Mgr Hervé-Marie restera dans les mémoires comme une figure historique des îles Marquise et de la Polynésie Française, un vrai Pasteur apprécié universellement pour sa foi solide comme le granite de sa Bretagne natale, un véritable guide spirituel artisan d'une inculturation intelligente de l'Évangile au cœur du peuple marquisien.

Par son travail de traduction en marquisien des psaumes et des textes liturgiques, la langue marquisienne est devenue la langue liturgique et les Marquisiens ont redécouvert leur passé, leurs racines, leur identité. Monseigneur Le Cleac'h a accompagné le développement et la sauvegarde de la culture marquisienne.

Missionnaire, il a contribué à l'éclosion de vocations religieuses et à la restauration d'une pratique religieuse vivante.

En cette année où se réunira le Synode des Evêques sur la Nouvelle Évangélisation, Mgr Hervé-Marie Le Cleac'h est un bel exemple  de prêtre breton qui non seulement s'est fait marquisien parmi les marquisiens à cause de l'Évangile, mais a permis au peuple marquisien de retrouver sa culture, ses valeurs et sa fierté d'appartenir à « Te Henua Enana » (la terre des hommes).

Quelques notes biographiques

Né le 10 mars1915 à Pen-ar-Yeun en Dinéault (Finistère), Hervé-Marie Le Cleac'h est le cadet de cinq enfants.

Son père, Gabriel, mort pour la France en 1916, il est alors Pupille de la nation.

En 1920,  il va à l'école des frères de Ploërmel à Châteaulin.

En 1925, il passe à l'école apostolique de Sarzeau (Morbihan)

Poursuit ses études secondaires à Fontarabia en Espagne.

En 1932 il accomplit son noviciat à Montgeron près de Paris.

Le 12 septembre 1933, à l'âge de 18 ans,  il prononce ses premiers vœux , et poursuit ses études de philosophie et de théologie au scolasticat de Chateaudun

En 1936 il effectue son service militaire au 27 R.C.I. à Brest, et comme tous les malchanceux des classes 35 à 27 il prolonge son temps sous les drapeaux à cause de la guerre.

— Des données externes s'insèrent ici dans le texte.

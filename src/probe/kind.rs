//! Every object of one kind, in every namespace, is ready

use std::time::Duration;

use tracing::info;

use super::readiness::workload_ready;
use super::{poll_until, DEFAULT_POLL_INTERVAL};
use crate::access::{ClusterAccess, ClusterClient, WorkloadKind};
use crate::Result;

/// Readiness probe for one workload kind across the cluster
#[derive(Clone, Debug)]
pub struct KindReadyProbe {
    /// Kind to check
    pub kind: WorkloadKind,
    /// How long objects get to become ready
    pub grace: Duration,
    /// Delay between polls
    pub poll_interval: Duration,
    /// Whether a cluster without any object of the kind passes
    pub allow_empty: bool,
}

impl KindReadyProbe {
    /// Probe with the per-kind defaults
    ///
    /// Clusters always run Deployments, ReplicaSets and Pods, so finding none
    /// of those is a failure. DaemonSets and StatefulSets may legitimately be
    /// absent.
    pub fn new(kind: WorkloadKind) -> Self {
        Self {
            kind,
            grace: Duration::from_secs(5 * 60),
            poll_interval: DEFAULT_POLL_INTERVAL,
            allow_empty: matches!(kind, WorkloadKind::DaemonSet | WorkloadKind::StatefulSet),
        }
    }

    /// Probe for a kind given by name or alias (`deploy`, `rs`, `ds`, `sts`, `po`)
    pub fn for_kind(name: &str) -> Result<Self> {
        Ok(Self::new(name.parse()?))
    }

    /// Poll until every object of the kind is ready
    pub async fn check(&self, access: &ClusterAccess) -> Result<()> {
        let client = access.client.clone();
        let what = format!("{}s ready in all namespaces", self.kind);
        let (kind, allow_empty) = (self.kind, self.allow_empty);

        poll_until(self.grace, self.poll_interval, &what, || {
            let client = client.clone();
            async move { all_ready(client.as_ref(), kind, allow_empty).await }
        })
        .await?;

        info!(kind = %self.kind, cluster = ?access.cluster_name, "All objects ready");
        Ok(())
    }
}

async fn all_ready(
    client: &dyn ClusterClient,
    kind: WorkloadKind,
    allow_empty: bool,
) -> std::result::Result<(), String> {
    let namespaces = client.list_namespaces().await.map_err(|e| e.to_string())?;

    let mut seen = 0usize;
    for namespace in &namespaces {
        let workloads = client
            .list_workloads(kind, namespace)
            .await
            .map_err(|e| e.to_string())?;
        for w in &workloads {
            workload_ready(w)
                .map_err(|reason| format!("{kind} {namespace}/{} not ready: {reason}", w.name()))?;
        }
        seen += workloads.len();
    }

    if seen == 0 && !allow_empty {
        return Err(format!("no {kind} objects found in any namespace"));
    }
    Ok(())
}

Le 31 janvier 1939 il prononce ses vœux perpétuels à Chateaudun.

En juin 1940 il est fait prisonnier, après deux tentatives d'évasion infructueuses il parvient à s'échapper du Stalag III A près de Berlin, marchant à pied toutes les nuits  il rejoint la France. Cela lui vaudra la Croix de Guerre et la Médaille des Evadés.

Il achève ses études de théologie au séminaire de Rodez.

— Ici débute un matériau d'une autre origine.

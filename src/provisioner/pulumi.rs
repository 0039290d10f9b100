//! `pulumi` CLI implementation of [`Provisioner`]

use std::collections::BTreeMap;
use std::ffi::OsString;
use std::path::{Path, PathBuf};
use std::process::{Output, Stdio};
use std::time::Duration;

use async_trait::async_trait;
use serde_json::Value;
use serde_yaml::{Mapping, Value as YamlValue};
use tokio::io::AsyncWriteExt;
use tokio::process::Command;
use tracing::{debug, info, warn};

use super::{ChangeSummary, PreviewOptions, Provisioner, StackContext, UpOptions};
use crate::config::HarnessConfig;
use crate::error::ProvisionerFailure;
use crate::scenario::ConfigValue;
use crate::{Error, Result};

/// Project file of a program
const PROJECT_FILE: &str = "Pulumi.yaml";

/// Node.js package manifest; programs without one have nothing to install
const PACKAGE_MANIFEST: &str = "package.json";

/// Drives the `pulumi` binary and the program's package manager
#[derive(Clone, Debug)]
pub struct PulumiCli {
    bin: PathBuf,
    package_manager: String,
    backend_url: Option<String>,
    tracing_endpoint: Option<String>,
    plugin_dir: Option<PathBuf>,
    command_timeout: Duration,
}

impl PulumiCli {
    /// Build from harness settings
    pub fn from_config(config: &HarnessConfig) -> Self {
        Self {
            bin: config.provisioner_bin.clone(),
            package_manager: config.package_manager.clone(),
            backend_url: config.backend_url.clone(),
            tracing_endpoint: config.tracing_endpoint.clone(),
            plugin_dir: config.plugin_dir.clone(),
            command_timeout: config.phase_timeout,
        }
    }

    fn stack_command(&self, ctx: &StackContext, args: &[&str]) -> (Command, String) {
        let mut full: Vec<String> = args.iter().map(|a| a.to_string()).collect();
        full.push("--stack".to_string());
        full.push(ctx.stack.clone());
        let tracing = ctx
            .tracing_endpoint
            .as_deref()
            .or(self.tracing_endpoint.as_deref());
        self.command(&ctx.workdir, &ctx.env, full, tracing)
    }

    fn command(
        &self,
        workdir: &Path,
        env: &BTreeMap<String, String>,
        mut args: Vec<String>,
        tracing: Option<&str>,
    ) -> (Command, String) {
        if let Some(endpoint) = tracing {
            args.push("--tracing".to_string());
            args.push(endpoint.to_string());
        }

        let mut cmd = Command::new(&self.bin);
        cmd.args(&args)
            .current_dir(workdir)
            .kill_on_drop(true)
            .env("PULUMI_SKIP_UPDATE_CHECK", "true");

        if let Some(url) = &self.backend_url {
            cmd.env("PULUMI_BACKEND_URL", url);
            if url.starts_with("file://") && std::env::var_os("PULUMI_CONFIG_PASSPHRASE").is_none()
            {
                cmd.env("PULUMI_CONFIG_PASSPHRASE", "");
            }
        }
        if let Some(path) = self.search_path() {
            cmd.env("PATH", path);
        }
        for (k, v) in env {
            cmd.env(k, v);
        }

        let display = format!("{} {}", self.bin.display(), args.join(" "));
        (cmd, display)
    }

    /// PATH with the local plugin directory appended
    fn search_path(&self) -> Option<OsString> {
        let dir = self.plugin_dir.as_ref()?;
        let current = std::env::var_os("PATH").unwrap_or_default();
        let mut paths: Vec<PathBuf> = std::env::split_paths(&current).collect();
        paths.push(dir.clone());
        std::env::join_paths(paths).ok()
    }

    async fn run(&self, cmd: Command, display: &str) -> Result<Output> {
        self.run_with_input(cmd, display, None).await
    }

    /// Run `cmd`, feeding `input` to its stdin when given
    async fn run_with_input(
        &self,
        mut cmd: Command,
        command_display: &str,
        input: Option<&[u8]>,
    ) -> Result<Output> {
        info!(command = %command_display, "Running provisioner");
        cmd.stdin(if input.is_some() {
            Stdio::piped()
        } else {
            Stdio::null()
        })
        .stdout(Stdio::piped())
        .stderr(Stdio::piped());

        let exec = async {
            let mut child = cmd.spawn()?;
            if let (Some(bytes), Some(mut stdin)) = (input, child.stdin.take()) {
                stdin.write_all(bytes).await?;
            }
            child.wait_with_output().await
        };
        let output = tokio::time::timeout(self.command_timeout, exec)
            .await
            .map_err(|_| {
                warn!(command = %command_display, timeout = ?self.command_timeout, "Provisioner timed out");
                Error::timeout(command_display.to_string(), self.command_timeout)
            })?
            .map_err(|e| {
                warn!(command = %command_display, error = %e, "Provisioner spawn failed");
                Error::from(ProvisionerFailure::new(
                    command_display,
                    None,
                    format!("failed to execute: {e}").as_bytes(),
                ))
            })?;

        if output.status.success() {
            debug!(command = %command_display, "Provisioner succeeded");
            Ok(output)
        } else {
            let mut combined = output.stdout.clone();
            combined.extend_from_slice(&output.stderr);
            let failure = ProvisionerFailure::new(command_display, output.status.code(), &combined);
            warn!(command = %command_display, exit_code = ?failure.exit_code, "Provisioner failed");
            Err(failure.into())
        }
    }

    async fn run_stack(&self, ctx: &StackContext, args: &[&str]) -> Result<Output> {
        let (cmd, display) = self.stack_command(ctx, args);
        self.run(cmd, &display).await
    }

    async fn run_package_manager(&self, workdir: &Path, args: &[&str]) -> Result<()> {
        let mut cmd = Command::new(&self.package_manager);
        cmd.args(args).current_dir(workdir).kill_on_drop(true);
        let display = format!("{} {}", self.package_manager, args.join(" "));
        self.run(cmd, &display).await.map(|_| ())
    }
}

/// Arguments of `config set` and the bytes to pipe to its stdin
///
/// Secret values never appear on the command line; the CLI reads them from
/// stdin when the value argument is omitted.
fn config_set_args(entry: &ConfigValue) -> (Vec<&str>, Option<&[u8]>) {
    let mut args = vec!["config", "set", entry.key.as_str()];
    let input = if entry.secret {
        Some(entry.value.as_bytes())
    } else {
        args.push(entry.value.as_str());
        None
    };
    if entry.path {
        args.push("--path");
    }
    args.push(if entry.secret { "--secret" } else { "--plaintext" });
    (args, input)
}

fn parse_stdout(output: &Output, what: &str) -> Result<Value> {
    serde_json::from_slice(&output.stdout)
        .map_err(|e| Error::serialization(format!("parsing {what} output: {e}")))
}

#[async_trait]
impl Provisioner for PulumiCli {
    async fn install_dependencies(&self, workdir: &Path, deps: &[String]) -> Result<()> {
        if !workdir.join(PACKAGE_MANIFEST).is_file() {
            info!(
                workdir = %workdir.display(),
                skipped_links = deps.len(),
                "No package manifest, skipping dependency install"
            );
            return Ok(());
        }
        self.run_package_manager(workdir, &["install"]).await?;
        for dep in deps {
            self.run_package_manager(workdir, &["link", dep]).await?;
        }
        Ok(())
    }

    async fn init_stack(&self, ctx: &StackContext) -> Result<()> {
        let (cmd, display) = self.command(
            &ctx.workdir,
            &ctx.env,
            vec![
                "stack".into(),
                "init".into(),
                ctx.stack.clone(),
                "--non-interactive".into(),
            ],
            ctx.tracing_endpoint
                .as_deref()
                .or(self.tracing_endpoint.as_deref()),
        );
        self.run(cmd, &display).await.map(|_| ())
    }

    async fn set_config(&self, ctx: &StackContext, entry: &ConfigValue) -> Result<()> {
        let (args, input) = config_set_args(entry);
        let (cmd, display) = self.stack_command(ctx, &args);
        self.run_with_input(cmd, &display, input)
            .await
            .map(|_| ())
    }

    async fn preview(&self, ctx: &StackContext, opts: PreviewOptions) -> Result<ChangeSummary> {
        let mut args = vec!["preview", "--non-interactive"];
        args.push(if opts.json { "--json" } else { "--diff" });
        if opts.expect_no_changes {
            args.push("--expect-no-changes");
        }
        let output = self.run_stack(ctx, &args).await?;
        if opts.json {
            Ok(ChangeSummary::from_preview_json(&parse_stdout(&output, "preview")?))
        } else {
            Ok(ChangeSummary::default())
        }
    }

    async fn up(&self, ctx: &StackContext, opts: UpOptions) -> Result<()> {
        let mut args = vec!["up", "--skip-preview", "--yes", "--non-interactive"];
        if opts.expect_no_changes {
            args.push("--expect-no-changes");
        }
        self.run_stack(ctx, &args).await.map(|_| ())
    }

    async fn refresh(&self, ctx: &StackContext, expect_no_changes: bool) -> Result<()> {
        let mut args = vec!["refresh", "--skip-preview", "--yes", "--non-interactive"];
        if expect_no_changes {
            args.push("--expect-no-changes");
        }
        self.run_stack(ctx, &args).await.map(|_| ())
    }

    async fn destroy(&self, ctx: &StackContext) -> Result<()> {
        self.run_stack(
            ctx,
            &["destroy", "--skip-preview", "--yes", "--non-interactive"],
        )
        .await
        .map(|_| ())
    }

    async fn remove_stack(&self, ctx: &StackContext, force: bool) -> Result<()> {
        let mut args = vec!["stack", "rm", "--yes", "--non-interactive"];
        if force {
            args.push("--force");
        }
        self.run_stack(ctx, &args).await.map(|_| ())
    }

    async fn export_stack(&self, ctx: &StackContext) -> Result<Value> {
        let output = self.run_stack(ctx, &["stack", "export"]).await?;
        parse_stdout(&output, "stack export")
    }

    async fn import_stack(&self, ctx: &StackContext, state: &Value) -> Result<()> {
        let file = tempfile::Builder::new()
            .prefix("stack-")
            .suffix(".json")
            .tempfile()
            .map_err(|e| Error::io("creating stack import file", e))?;
        std::fs::write(file.path(), serde_json::to_vec(state)?)
            .map_err(|e| Error::io("writing stack import file", e))?;

        let path = file.path().to_string_lossy().into_owned();
        self.run_stack(ctx, &["stack", "import", "--file", path.as_str()])
            .await
            .map(|_| ())
    }

    async fn stack_outputs(&self, ctx: &StackContext) -> Result<Value> {
        let output = self
            .run_stack(ctx, &["stack", "output", "--json", "--show-secrets"])
            .await?;
        parse_stdout(&output, "stack output")
    }

    async fn install_plugin(&self, name: &str, version: &str) -> Result<PathBuf> {
        let version = version.trim_start_matches('v');
        let (cmd, display) = self.command(
            Path::new("."),
            &BTreeMap::new(),
            vec![
                "plugin".into(),
                "install".into(),
                "resource".into(),
                name.to_string(),
                version.to_string(),
            ],
            None,
        );
        self.run(cmd, &display).await?;
        plugin_cache_dir(name, version)
    }

    async fn pin_plugin(&self, workdir: &Path, name: &str, plugin_dir: &Path) -> Result<()> {
        let project = workdir.join(PROJECT_FILE);
        let text = std::fs::read_to_string(&project)
            .map_err(|e| Error::io(format!("reading {}", project.display()), e))?;
        let mut doc: YamlValue = serde_yaml::from_str(&text)?;
        pin_provider(&mut doc, name, plugin_dir)?;
        std::fs::write(&project, serde_yaml::to_string(&doc)?)
            .map_err(|e| Error::io(format!("writing {}", project.display()), e))?;
        info!(plugin = %name, path = %plugin_dir.display(), "Pinned provider plugin");
        Ok(())
    }
}

/// Directory the CLI installs `resource-<name>-v<version>` into
fn plugin_cache_dir(name: &str, version: &str) -> Result<PathBuf> {
    let home = match std::env::var_os("PULUMI_HOME") {
        Some(home) => PathBuf::from(home),
        None => dirs::home_dir()
            .ok_or_else(|| Error::setup("cannot locate home directory for plugin cache"))?
            .join(".pulumi"),
    };
    Ok(home
        .join("plugins")
        .join(format!("resource-{name}-v{version}")))
}

/// Set `plugins.providers[name].path` in a project document
///
/// Replaces an existing entry for the same provider and keeps all others.
pub fn pin_provider(doc: &mut YamlValue, name: &str, plugin_dir: &Path) -> Result<()> {
    let root = doc
        .as_mapping_mut()
        .ok_or_else(|| Error::serialization("project file is not a mapping"))?;

    let plugins = root
        .entry(YamlValue::from("plugins"))
        .or_insert_with(|| YamlValue::Mapping(Mapping::new()));
    let plugins = plugins
        .as_mapping_mut()
        .ok_or_else(|| Error::serialization("`plugins` is not a mapping"))?;

    let providers = plugins
        .entry(YamlValue::from("providers"))
        .or_insert_with(|| YamlValue::Sequence(Vec::new()));
    let providers = providers
        .as_sequence_mut()
        .ok_or_else(|| Error::serialization("`plugins.providers` is not a list"))?;

    providers.retain(|p| p.get("name").and_then(YamlValue::as_str) != Some(name));

    let mut entry = Mapping::new();
    entry.insert("name".into(), name.into());
    entry.insert(
        "path".into(),
        plugin_dir.to_string_lossy().into_owned().into(),
    );
    providers.push(YamlValue::Mapping(entry));
    Ok(())
}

Il est ordonné prêtre à 28 ans,  le 18 décembre 1943 à Thieulin.

Professeur d'Écriture Sainte de 1944 à 1948 au séminaire de Chateaudun, il demandera à partir au Canada où il séjournera dans la Province de Québec durant 14 ans. Il y fera œuvre utile puisqu'il créera le séminaire des Picpuciens, deviendra curé de la paroisse Saint-Laurent du Fleuve et assumera les fonctions de professeur de théologie à l'Université de Montréal.

Il reviendra en France de 1963 à 1970 à Chateaudun comme professeur d'Écriture Sainte, puis à Strasbourg comme supérieur du Scolasticat.

En novembre 1970 il reçoit de Rome sa nomination comme Administrateur Apostolique du diocèse de Taiohae (îles Marquise). (« Je ne sais même pas où sont les Marquises ! » dira-t-il au Pape Paul VI lors d'une audience à Rome... mais Hervé-Marie Le Cleac'h deviendra l'un des grands spécialistes  reconnus de la langue marquisienne !)

 Le 1er mars 1973, nommé évêque de Taiohae, Mgr Hervé-Marie Le Cleac'h recevra l'onction épiscopale le 24 juin 1973 des mains de Mgr Michel Coppenrath, archevêque de Papeete.

Les Marquisiens lui donneront le nom de « Teikimeiteaki a Punatete » (le prince qui vient du ciel).

Mgr Hervé-Marie Le Cleac'h apprend très vite à connaître ce peuple marquisien qui lui est confié par l'Église. Seul, avec le lexique de Mgr Dordillon et au contact des Anciens, il apprend la langue marquisienne. Il découvre l'âme, la sensibilité, la culture d'une population qui a « honte » de se dire « marquisienne ». [Mgr Le Cleach connaissait déjà six langues : le breton, le français, l'anglais, l'espagnol, l'allemand, le latin et le grec classiques.]

Mgr Le Cleac'h redisait souvent : « Comment pouvais-je être décemment le pasteur d’un peuple dont je ne possédais pas l’idiome ? Comment annoncer la Bible sans qu’elle s’inscrive dans la culture de ceux dont je devais assumer l’éducation religieuse ? »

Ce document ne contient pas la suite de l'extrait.